The G-BP phase can be used as a general purpose column but it is especially useful for amino acids.

Note: The subtle differences in functional groups between the G-TA, G-DP, G-PN, and G-BP often allow for minor enhancements in chiral and achiral selectivity when changing from one derivative to another.

The second major stationary phase in the Astec CHIRALDEX line is the B-DM. Through special derivatization techniques, the concentration of the cyclodextrin has been substantially increased in the polysiloxane carrier. The B-DM is very useful for a number of free acids and bases and is the only chiral GC phase that can do this type of separation. The B-DM is the phase of choice when elution temperature exceeds 200 °C. The B-DM is considered a second-generation B-PM (β-cyclodextrin, permethyl derivative) phase and will do most of the separations done on the B-PM but with higher resolution. There are a few occasions when selectivity differences occur between these two phases, but more often selectivity on the B-DM is higher. The selectivity of the B-DM covers applications of both the B-PM and B-PH although with superior performance.

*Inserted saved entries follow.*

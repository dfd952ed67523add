//! Users, their Slack identities and expansion requests.

use crate::entity;
use crate::models::achievements::Achievement;
use crate::models::events::Attendance;
use crate::models::orgs::{Org, SlackSpace};
use chrono::NaiveDateTime;
use serde_json::Value as JsonValue;

entity! {
    /// A member. `email` is unique across the table.
    pub struct User in "users" {
        key(id);
        columns {
            id: i64 [generated],
            f3_name: Option<String>,
            first_name: Option<String>,
            last_name: Option<String>,
            email: String,
            phone: Option<String>,
            home_region_id: Option<i64>,
            avatar_url: Option<String>,
            meta: Option<JsonValue>,
            created: NaiveDateTime [generated, audit],
            updated: NaiveDateTime [generated, audit],
        }
        relations {
            home_region: belongs_to(Org, home_region_id => id),
            attendance: has_many(Attendance, id => user_id),
            slack_users: has_many(SlackUser, id => user_id),
            achievements: many_to_many(Achievement, "achievements_x_users", user_id => achievement_id),
            expansions: many_to_many(Expansion, "expansions_x_users", user_id => expansion_id),
        }
    }
}

entity! {
    /// A Slack account in one workspace, optionally linked to a [`User`].
    pub struct SlackUser in "slack_users" {
        key(id);
        columns {
            id: i64 [generated],
            slack_id: String,
            user_name: String,
            email: String,
            is_admin: bool,
            is_owner: bool,
            is_bot: bool,
            user_id: Option<i64>,
            avatar_url: Option<String>,
            slack_team_id: String,
            strava_access_token: Option<String>,
            strava_refresh_token: Option<String>,
            strava_expires_at: Option<NaiveDateTime>,
            strava_athlete_id: Option<i64>,
            meta: Option<JsonValue>,
            slack_updated: Option<NaiveDateTime>,
            created: NaiveDateTime [generated, audit],
            updated: NaiveDateTime [generated, audit],
        }
        relations {
            user: belongs_to(User, user_id => id),
            slack_space: belongs_to(SlackSpace, slack_team_id => team_id),
        }
    }
}

entity! {
    /// Request for a new area, with the requester's pinned location.
    pub struct Expansion in "expansions" {
        key(id);
        columns {
            id: i64 [generated],
            area: String,
            pinned_lat: f64,
            pinned_lon: f64,
            user_lat: f64,
            user_lon: f64,
            interested_in_organizing: bool,
            created: NaiveDateTime [generated, audit],
            updated: NaiveDateTime [generated, audit],
        }
        relations {
            users: many_to_many(User, "expansions_x_users", expansion_id => user_id),
        }
    }
}

entity! {
    pub struct ExpansionXUser in "expansions_x_users" {
        key(expansion_id, user_id);
        columns {
            expansion_id: i64,
            user_id: i64,
            /// Defaults to the store's UTC now when left unset.
            request_date: Option<NaiveDateTime> [generated],
            notes: Option<String>,
        }
        relations {
            expansion: belongs_to(Expansion, expansion_id => id),
            user: belongs_to(User, user_id => id),
        }
    }
}

#[cfg(test)]
mod tests {
    use super::*;
    use crate::models::{Entity, RelationKind};

    #[test]
    fn test_slack_user_references_team_id() {
        let rel = SlackUser::meta().relation("slack_space").unwrap();
        assert_eq!(rel.target().name, "slack_spaces");
        assert_eq!(
            rel.kind,
            RelationKind::BelongsTo {
                local: "slack_team_id",
                remote: "team_id"
            }
        );
    }

    #[test]
    fn test_expansion_link_defaults() {
        let meta = ExpansionXUser::meta();
        let column = meta.column("request_date").unwrap();
        assert!(column.generated);
        assert!(!column.audit);
        assert!(!meta.is_audited());
    }

    #[test]
    fn test_user_to_dict() {
        let user = User {
            email: "pax@example.com".to_string(),
            ..User::default()
        };
        let dict = user.to_dict();
        assert_eq!(dict["email"], "pax@example.com");
        assert!(dict["f3_name"].is_null());
        assert_eq!(dict.len(), 9);
    }
}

The B-PM phase can be used as a general purpose column for the separation of a wide variety of compounds. This phase is useful for the analysis of alcohols and diols in their underivatized form and also of analytes with polar groups (i.e. tertiary amines).

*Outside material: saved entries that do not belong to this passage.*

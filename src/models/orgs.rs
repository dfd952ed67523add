//! Organizations, their locations and Slack workspaces.

use crate::entity;
use crate::models::events::{Event, EventTag, EventType};
use crate::models::users::{SlackUser, User};
use crate::models::{Achievement, Position};
use chrono::NaiveDateTime;
use serde_json::Value as JsonValue;

entity! {
    /// Level of an org in the hierarchy (AO, Region, Area, Sector, Nation).
    pub struct OrgType in "org_types" {
        key(id);
        columns {
            id: i64 [generated],
            name: String,
            description: Option<String>,
            created: NaiveDateTime [generated, audit],
            updated: NaiveDateTime [generated, audit],
        }
        relations {
            orgs: has_many(Org, id => org_type_id),
            positions: has_many(Position, id => org_type_id),
        }
    }
}

entity! {
    /// A node in the organizational hierarchy.
    ///
    /// `parent_id` points at the enclosing org; the store only checks that it
    /// exists; cycles are rejected by [`DbManager::set_org_parent`].
    ///
    /// [`DbManager::set_org_parent`]: crate::db::DbManager::set_org_parent
    pub struct Org in "orgs" {
        key(id);
        columns {
            id: i64 [generated],
            parent_id: Option<i64>,
            org_type_id: i64,
            default_location_id: Option<i64>,
            name: String,
            description: Option<String>,
            is_active: bool,
            logo_url: Option<String>,
            website: Option<String>,
            email: Option<String>,
            twitter: Option<String>,
            facebook: Option<String>,
            instagram: Option<String>,
            last_annual_review: Option<chrono::NaiveDate>,
            meta: Option<JsonValue>,
            created: NaiveDateTime [generated, audit],
            updated: NaiveDateTime [generated, audit],
        }
        relations {
            parent: belongs_to(Org, parent_id => id),
            children: has_many(Org, id => parent_id),
            org_type: belongs_to(OrgType, org_type_id => id),
            locations: has_many(Location, id => org_id),
            events: has_many(Event, id => org_id),
            users: has_many(User, id => home_region_id),
            event_types: many_to_many(EventType, "event_types_x_org", org_id => event_type_id),
            event_tags: many_to_many(EventTag, "event_tags_x_org", org_id => event_tag_id),
            achievements: many_to_many(Achievement, "achievements_x_org", org_id => achievement_id),
            slack_spaces: many_to_many(SlackSpace, "org_x_slack", org_id => slack_space_id),
        }
    }
}

entity! {
    /// A physical place where an org meets.
    pub struct Location in "locations" {
        key(id);
        columns {
            id: i64 [generated],
            org_id: i64,
            name: String,
            description: Option<String>,
            is_active: bool,
            lat: Option<f64>,
            lon: Option<f64>,
            address_street: Option<String>,
            address_city: Option<String>,
            address_state: Option<String>,
            address_zip: Option<String>,
            address_country: Option<String>,
            meta: Option<JsonValue>,
            created: NaiveDateTime [generated, audit],
            updated: NaiveDateTime [generated, audit],
        }
        relations {
            org: belongs_to(Org, org_id => id),
            events: has_many(Event, id => location_id),
        }
    }
}

entity! {
    /// A Slack workspace, keyed by its team id.
    pub struct SlackSpace in "slack_spaces" {
        key(team_id);
        columns {
            team_id: String,
            workspace_name: Option<String>,
            bot_token: Option<String>,
            settings: Option<JsonValue>,
            created: NaiveDateTime [generated, audit],
            updated: NaiveDateTime [generated, audit],
        }
        relations {
            orgs: many_to_many(Org, "org_x_slack", slack_space_id => org_id),
            slack_users: has_many(SlackUser, team_id => slack_team_id),
        }
    }
}

entity! {
    pub struct OrgXSlack in "org_x_slack" {
        key(org_id, slack_space_id);
        columns {
            org_id: i64,
            slack_space_id: String,
        }
        relations {
            org: belongs_to(Org, org_id => id),
            slack_space: belongs_to(SlackSpace, slack_space_id => team_id),
        }
    }
}

#[cfg(test)]
mod tests {
    use super::*;
    use crate::models::{Entity, Fields, Key, RelationKind, Value};

    #[test]
    fn test_to_dict_has_every_non_audit_column() {
        let org = Org::default();
        let dict = org.to_dict();
        assert_eq!(dict.len(), Org::meta().columns.len() - 2);
        assert!(dict.contains_key("instagram"));
        assert!(dict["instagram"].is_null());
        assert!(!dict.contains_key("created"));
        assert!(!dict.contains_key("updated"));
    }

    #[test]
    fn test_get_returns_none_for_unknown_attribute() {
        let org = Org {
            name: "Example Region 1".to_string(),
            ..Org::default()
        };
        assert_eq!(org.get("name"), Some(Value::from("Example Region 1")));
        assert_eq!(org.get("parent_id"), Some(Value::Null));
        assert_eq!(org.get("no_such_column"), None);
    }

    #[test]
    fn test_update_strips_qualifier() {
        let mut org = Org::default();
        org.update(&Fields::new().set("orgs.name", "Renamed").set("is_active", true))
            .unwrap();
        assert_eq!(org.name, "Renamed");
        assert!(org.is_active);
    }

    #[test]
    fn test_update_unknown_attribute_fails() {
        let mut org = Org::default();
        let err = org
            .update(&Fields::new().set("name", "ok").set("bogus", 1))
            .unwrap_err();
        assert!(matches!(err, crate::DbError::UnknownAttribute { .. }));
    }

    #[test]
    fn test_update_rejects_null_in_required_column() {
        let mut org = Org::default();
        let err = org
            .update(&Fields::new().set("name", Value::Null))
            .unwrap_err();
        assert!(matches!(err, crate::DbError::InvalidValue { .. }));
    }

    #[test]
    fn test_slack_space_keyed_by_team_id() {
        let space = SlackSpace {
            team_id: "T0001".to_string(),
            ..SlackSpace::default()
        };
        assert_eq!(space.get_id(), Key::from("T0001"));
        assert_eq!(SlackSpace::meta().primary_key, &["team_id"]);
    }

    #[test]
    fn test_relation_metadata() {
        let meta = Org::meta();
        let parent = meta.relation("parent").unwrap();
        assert_eq!(parent.target().name, "orgs");
        assert_eq!(
            parent.kind,
            RelationKind::BelongsTo {
                local: "parent_id",
                remote: "id"
            }
        );
        assert!(meta.relation("slack_spaces").is_some());
        assert!(meta.is_audited());
        assert!(!OrgXSlack::meta().is_audited());
    }
}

The third most useful phase is the B-DA because it demonstrates the strongest size selectivity. This phase requires analytes to minimally contain two ring structures, one of which is unsaturated (aromatic). The mechanism of this phase is strongly dependent on the inclusion mechanism and as such is able to differentiate changes in the base structure. Because the DA phases most effectively separate multi-ring analytes, analysis temperatures are often higher than 150 °C. The fact that there are three different size cyclodextrins (α-, β-, and γ-) allows for separation of a wide variety of different size analytes. This product is, therefore, primarily used for fingerprinting raw materials and identifying structural differences.

The B-PH shows at least some selectivity to a great variety of analytes but is especially effective for saturated analytes with minimal functionality, saturated cyclics, and saturated bicyclics. This phase often shows a reversal of elution order (enantioreversal) compared to the B-DA phase.